A new survey has found that wild bumblebees are infected with many of the diseases found in honeybees looked after by bee keepers, according.

And, scientists are concerned that these diseases could have a profound impact on the populations of wild bees which are already threatened by habitat loss and pesticides. In fact, two bumblebee species have become in extinct in Britain while others are declining in number.

In a bid to control disease in wild bee populations, conservation groups are calling for tougher regulations on importing bees for commercial use.

Researchers at Royal Holloway, University of London, collected hundreds of free flying honeybees and wild bumblebees in 26 areas of England, Wales and Scotland. Analysis revealed that five common viruses which cause disease in honeybees are circulating in bumblebees.

More needs to be done to protect both wild bees and commercial honeybees, said a team led by Prof Mark Brown of the School of Biological Sciences at Royal Holloway, University of London.

"Our findings reveal the widespread prevalence in wild bee populations of multiple RNA viruses previously associated with honeybees," the researchers report in the Journal of Animal Ecology. Together with other environmental factors, such as habitat loss and pesticides, diseases could have a "profound impact on the long-term health of bee populations," they said.

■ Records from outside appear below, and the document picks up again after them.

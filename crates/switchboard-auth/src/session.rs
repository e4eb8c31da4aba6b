use std::collections::HashMap;
use std::sync::Mutex;
use std::time::{Duration, Instant};

use base64::Engine as _;
use base64::engine::general_purpose::URL_SAFE_NO_PAD;
use rand::RngCore;
use rand::rngs::OsRng;
use tokio_util::sync::CancellationToken;

use crate::error::AuthError;

/// Default session lifetime
const DEFAULT_TTL: Duration = Duration::from_secs(60 * 60 * 24);
/// How often the sweeper scans for expired sessions
const SWEEP_INTERVAL: Duration = Duration::from_secs(60);
/// Token entropy in bytes (256 bits)
const TOKEN_BYTES: usize = 32;

/// One live session
///
/// State machine: issued → (bound) → expired/revoked. Binding is optional
/// and a re-bind replaces the previous binding.
#[derive(Debug, Clone)]
pub struct Session {
    /// Credential this session was minted from
    pub credential_id: String,
    pub created_at: Instant,
    pub expires_at: Instant,
    /// At most one bound (provider, model) pair
    pub bound_model: Option<(String, String)>,
}

impl Session {
    fn is_expired(&self) -> bool {
        Instant::now() > self.expires_at
    }
}

/// In-memory session map
///
/// One lock, taken briefly by every operation. Expired entries behave as
/// if they never existed; the background sweeper reclaims their memory.
pub struct SessionStore {
    sessions: Mutex<HashMap<String, Session>>,
    ttl: Duration,
}

impl Default for SessionStore {
    fn default() -> Self {
        Self::new(DEFAULT_TTL)
    }
}

impl SessionStore {
    pub fn new(ttl: Duration) -> Self {
        Self {
            sessions: Mutex::new(HashMap::new()),
            ttl,
        }
    }

    /// Session lifetime in seconds, for login responses
    pub fn ttl_seconds(&self) -> u64 {
        self.ttl.as_secs()
    }

    /// Mint a session for a credential, optionally pre-bound
    pub fn create(&self, credential_id: &str, bound_model: Option<(String, String)>) -> String {
        let token = new_token();
        let now = Instant::now();
        let session = Session {
            credential_id: credential_id.to_owned(),
            created_at: now,
            expires_at: now + self.ttl,
            bound_model,
        };
        self.sessions
            .lock()
            .expect("session lock poisoned")
            .insert(token.clone(), session);
        token
    }

    /// Look up a live session; expired entries are evicted on the spot
    pub fn get(&self, token: &str) -> Option<Session> {
        let mut sessions = self.sessions.lock().expect("session lock poisoned");
        match sessions.get(token) {
            Some(session) if session.is_expired() => {
                sessions.remove(token);
                None
            }
            Some(session) => Some(session.clone()),
            None => None,
        }
    }

    /// Revoke a session; true when a live entry was removed
    pub fn delete(&self, token: &str) -> bool {
        self.sessions.lock().expect("session lock poisoned").remove(token).is_some()
    }

    /// Bind (or re-bind) a model to a session
    pub fn bind(&self, token: &str, provider: &str, model: &str) -> Result<(), AuthError> {
        let mut sessions = self.sessions.lock().expect("session lock poisoned");
        match sessions.get_mut(token) {
            Some(session) if !session.is_expired() => {
                session.bound_model = Some((provider.to_owned(), model.to_owned()));
                Ok(())
            }
            Some(_) => {
                sessions.remove(token);
                Err(AuthError::SessionNotFound)
            }
            None => Err(AuthError::SessionNotFound),
        }
    }

    /// Evict expired sessions, returning how many were removed
    pub fn sweep(&self) -> usize {
        let mut sessions = self.sessions.lock().expect("session lock poisoned");
        let before = sessions.len();
        sessions.retain(|_, session| !session.is_expired());
        before - sessions.len()
    }

    /// Live session count (expired-but-unswept entries excluded)
    pub fn len(&self) -> usize {
        self.sessions
            .lock()
            .expect("session lock poisoned")
            .values()
            .filter(|s| !s.is_expired())
            .count()
    }

    pub fn is_empty(&self) -> bool {
        self.len() == 0
    }

    /// Run the eviction sweeper until cancelled
    pub async fn run_sweeper(&self, shutdown: CancellationToken) {
        let mut interval = tokio::time::interval(SWEEP_INTERVAL);
        interval.set_missed_tick_behavior(tokio::time::MissedTickBehavior::Skip);
        loop {
            tokio::select! {
                _ = interval.tick() => {
                    let evicted = self.sweep();
                    if evicted > 0 {
                        tracing::debug!(evicted, "swept expired sessions");
                    }
                }
                () = shutdown.cancelled() => break,
            }
        }
    }
}

/// URL-safe token with 256 bits of OS randomness
fn new_token() -> String {
    let mut bytes = [0u8; TOKEN_BYTES];
    OsRng.fill_bytes(&mut bytes);
    URL_SAFE_NO_PAD.encode(bytes)
}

In the UK there are 24 species of bumblebee but only eight are commonly found in most regions. Bumblebees have been declining due to a shortage of flowers to feed on and places to nest in the countryside.

Native honeybees living in the wild have largely disappeared, due to diseases and mites, such as the Varroa mite.

However, many honeybees looked after by bee keepers forage in the countryside and urban habitats, where they may come into contact with wild bumblebees.